—Au nom de l’Empereur et de la Loi, je vous arrête! dit le juge de paix.

Les trois gendarmes se montrèrent alors amenant Gothard. En voyant les chapeaux bordés, Marthe et sa mère échangèrent un regard de terreur.

—Ah! bah! Et pourquoi? demanda Michu qui s’assit à sa table en disant à sa femme:—Sers-moi, je meurs de faim.

—Vous le savez aussi bien que nous, dit le juge de paix qui fit signe à son greffier de commencer le procès-verbal, après avoir exhibé le mandat d’arrêt au fermier.

—Eh bien! tu fais l’étonné, Gothard. Veux-tu dîner, oui ou non? dit Michu. Laisse-leur écrire leurs bêtises.

—Vous reconnaissez l’état dans lequel sont vos vêtements? dit le juge de paix. Vous ne niez pas non plus les paroles que vous avez dites à Gothard dans votre cour.

Michu, servi par sa femme stupéfaite de son sang-froid, mangeait avec l’avidité que donne la faim, et ne répondait point; il avait la bouche pleine et le cœur innocent. L’appétit de Gothard fut suspendu par une horrible crainte.

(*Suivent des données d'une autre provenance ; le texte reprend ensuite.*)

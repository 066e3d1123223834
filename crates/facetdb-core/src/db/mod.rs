//! The entity store: id lifecycle, component book, index book, and the
//! search surface that composes them.

pub mod data;
mod id;
pub mod index;
pub mod query;

pub use data::{DataBook, Kind, Record};
pub use id::EntityId;
pub use index::{IndexBook, IndexEntry, IndexName};
pub use query::{Matches, Search};

use crate::{
    error::Error,
    obs::{self, MetricsEvent},
};
use std::collections::BTreeSet;

///
/// Db
///
/// The store. Owns the live id set, the component book, and the index book,
/// and keeps the two books mutually consistent on every write path.
///
/// Single-threaded, single-writer: queries borrow the store immutably and
/// mutation requires exclusive access, so the borrow checker statically
/// rules out mutating a page while a stream derived from it is walked.
///

#[derive(Default)]
pub struct Db {
    data: DataBook,
    index: IndexBook,
    live: BTreeSet<EntityId>,
    last_id: EntityId,
}

impl Db {
    #[must_use]
    pub fn new() -> Self {
        Self::default()
    }

    /// Create a new entity holding `records`, returning its id.
    ///
    /// Allocation is monotonic and skips ids still live, so an allocator
    /// that has wrapped never hands out an id twice. A full cycle without a
    /// free id is a capacity-class error (see [`Error::is_capacity`]).
    pub fn create<R: RecordSet>(&mut self, records: R) -> Result<EntityId, Error> {
        let id = self.allocate()?;
        let written = R::kinds().len() as u64;
        records.store(id, &mut self.data, &mut self.index)?;

        self.live.insert(id);
        self.last_id = id;
        obs::record(MetricsEvent::EntityCreated);
        obs::record(MetricsEvent::RecordsWritten { count: written });

        Ok(id)
    }

    /// Write `records` for `id` through both books. Last write wins per
    /// kind. Liveness is not consulted: the caller owns id hygiene outside
    /// `create`/`remove`, exactly as with any other handle it holds.
    pub fn set<R: RecordSet>(&mut self, id: EntityId, records: R) -> Result<(), Error> {
        records.store(id, &mut self.data, &mut self.index)?;
        obs::record(MetricsEvent::RecordsWritten {
            count: R::kinds().len() as u64,
        });

        Ok(())
    }

    /// Remove the `R` record for `id` from both books. Returns whether a
    /// record was present. The stored value's own index entries drive the
    /// bucket removal, so books cannot drift apart.
    pub fn unset<R: Record>(&mut self, id: EntityId) -> Result<bool, Error> {
        let Some(stored) = self.data.get::<R>(id)? else {
            return Ok(false);
        };

        self.index.remove(id, &stored.index_entries());
        self.data.remove::<R>(id)?;
        obs::record(MetricsEvent::RecordUnset);

        Ok(true)
    }

    /// Remove `id` entirely: liveness, every component page, every index
    /// bucket. Idempotent; removing an absent id is a no-op.
    pub fn remove(&mut self, id: EntityId) {
        let was_live = self.live.remove(&id);
        self.data.remove_all(id);
        self.index.remove_all(id);

        if was_live {
            obs::record(MetricsEvent::EntityRemoved);
        }
    }

    /// Fetch the requested record set for `id`, all-or-nothing: `Ok(None)`
    /// unless every requested record is present.
    pub fn get<R: RecordSet>(&self, id: EntityId) -> Result<Option<R>, Error> {
        R::fetch(&self.data, id)
    }

    /// Start building a query.
    #[must_use]
    pub fn search(&self) -> Search<'_, ()> {
        Search::new(self)
    }

    /// Number of live entities.
    #[must_use]
    pub fn len(&self) -> usize {
        self.live.len()
    }

    #[must_use]
    pub fn is_empty(&self) -> bool {
        self.live.is_empty()
    }

    #[must_use]
    pub fn is_live(&self, id: EntityId) -> bool {
        self.live.contains(&id)
    }

    /// Diagnostic: number of component pages still holding `id`.
    #[must_use]
    pub fn page_refs(&self, id: EntityId) -> usize {
        self.data.pages_holding(id)
    }

    /// Diagnostic: number of index pages still holding `id`.
    #[must_use]
    pub fn index_refs(&self, id: EntityId) -> usize {
        self.index.pages_holding(id)
    }

    pub(crate) const fn data_book(&self) -> &DataBook {
        &self.data
    }

    pub(crate) const fn index_book(&self) -> &IndexBook {
        &self.index
    }

    fn allocate(&mut self) -> Result<EntityId, Error> {
        let first = self.last_id.wrapping_next();
        let mut candidate = first;

        loop {
            if !self.live.contains(&candidate) {
                return Ok(candidate);
            }

            candidate = candidate.wrapping_next();
            if candidate == first {
                return Err(Error::store_capacity("entity id space exhausted"));
            }
        }
    }
}

///
/// RecordSet
///
/// A record tuple written or read as one unit: `()`, a single record, or a
/// tuple of up to eight records.
///

pub trait RecordSet: Sized {
    /// Kinds in declaration order.
    fn kinds() -> Vec<Kind>;

    #[doc(hidden)]
    fn store(
        self,
        id: EntityId,
        data: &mut DataBook,
        index: &mut IndexBook,
    ) -> Result<(), Error>;

    #[doc(hidden)]
    fn fetch(data: &DataBook, id: EntityId) -> Result<Option<Self>, Error>;
}

impl RecordSet for () {
    fn kinds() -> Vec<Kind> {
        Vec::new()
    }

    fn store(
        self,
        _id: EntityId,
        _data: &mut DataBook,
        _index: &mut IndexBook,
    ) -> Result<(), Error> {
        Ok(())
    }

    fn fetch(_data: &DataBook, _id: EntityId) -> Result<Option<Self>, Error> {
        Ok(Some(()))
    }
}

impl<R: Record> RecordSet for R {
    fn kinds() -> Vec<Kind> {
        vec![R::KIND]
    }

    fn store(
        self,
        id: EntityId,
        data: &mut DataBook,
        index: &mut IndexBook,
    ) -> Result<(), Error> {
        index.set(id, self.index_entries());
        data.add(id, self)
    }

    fn fetch(data: &DataBook, id: EntityId) -> Result<Option<Self>, Error> {
        data.get::<R>(id)
    }
}

macro_rules! impl_record_set_for_tuple {
    ($($name:ident),+) => {
        impl<$($name: Record),+> RecordSet for ($($name,)+) {
            fn kinds() -> Vec<Kind> {
                vec![$($name::KIND),+]
            }

            #[allow(non_snake_case)]
            fn store(
                self,
                id: EntityId,
                data: &mut DataBook,
                index: &mut IndexBook,
            ) -> Result<(), Error> {
                let ($($name,)+) = self;
                $(
                    index.set(id, $name.index_entries());
                    data.add(id, $name)?;
                )+

                Ok(())
            }

            fn fetch(data: &DataBook, id: EntityId) -> Result<Option<Self>, Error> {
                Ok(Some(($(
                    match data.get::<$name>(id)? {
                        Some(record) => record,
                        None => return Ok(None),
                    },
                )+)))
            }
        }
    };
}

impl_record_set_for_tuple!(A);
impl_record_set_for_tuple!(A, B);
impl_record_set_for_tuple!(A, B, C);
impl_record_set_for_tuple!(A, B, C, D);
impl_record_set_for_tuple!(A, B, C, D, E);
impl_record_set_for_tuple!(A, B, C, D, E, F);
impl_record_set_for_tuple!(A, B, C, D, E, F, G);
impl_record_set_for_tuple!(A, B, C, D, E, F, G, H);
use num::{Float, NumCast, Zero};
use rand::distributions::uniform::SampleUniform;
use std::fmt::{Debug, Display};
use std::iter::Sum;
use std::ops::{Add, AddAssign, Sub, SubAssign};

/// Floating-point primitive the engine can calculate with.
///
/// The trait collects everything the engine needs from its scalar type:
/// float arithmetic, casting from integer counts, uniform sampling for
/// centroid seeding, and the marker bounds required to move rows across
/// rayon worker threads.
pub trait Primitive:
    Add + AddAssign + Sum + Sub + SubAssign + Zero + Float + NumCast + SampleUniform
    + PartialOrd + Copy + Default + Display + Debug + Sync + Send + 'static
{
}
impl Primitive for f32 {}
impl Primitive for f64 {}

—Voyons, dit le garde-champêtre à l’oreille de Michu, qu’avez-vous fait du sénateur? Il s’en va, pour vous, à entendre les gens de justice, de la peine de mort.

—Ah! mon Dieu! cria Marthe qui surprit les derniers mots et tomba comme foudroyée.

—Violette nous aura joué quelque vilain tour! s’écria Michu en se souvenant des paroles de Laurence.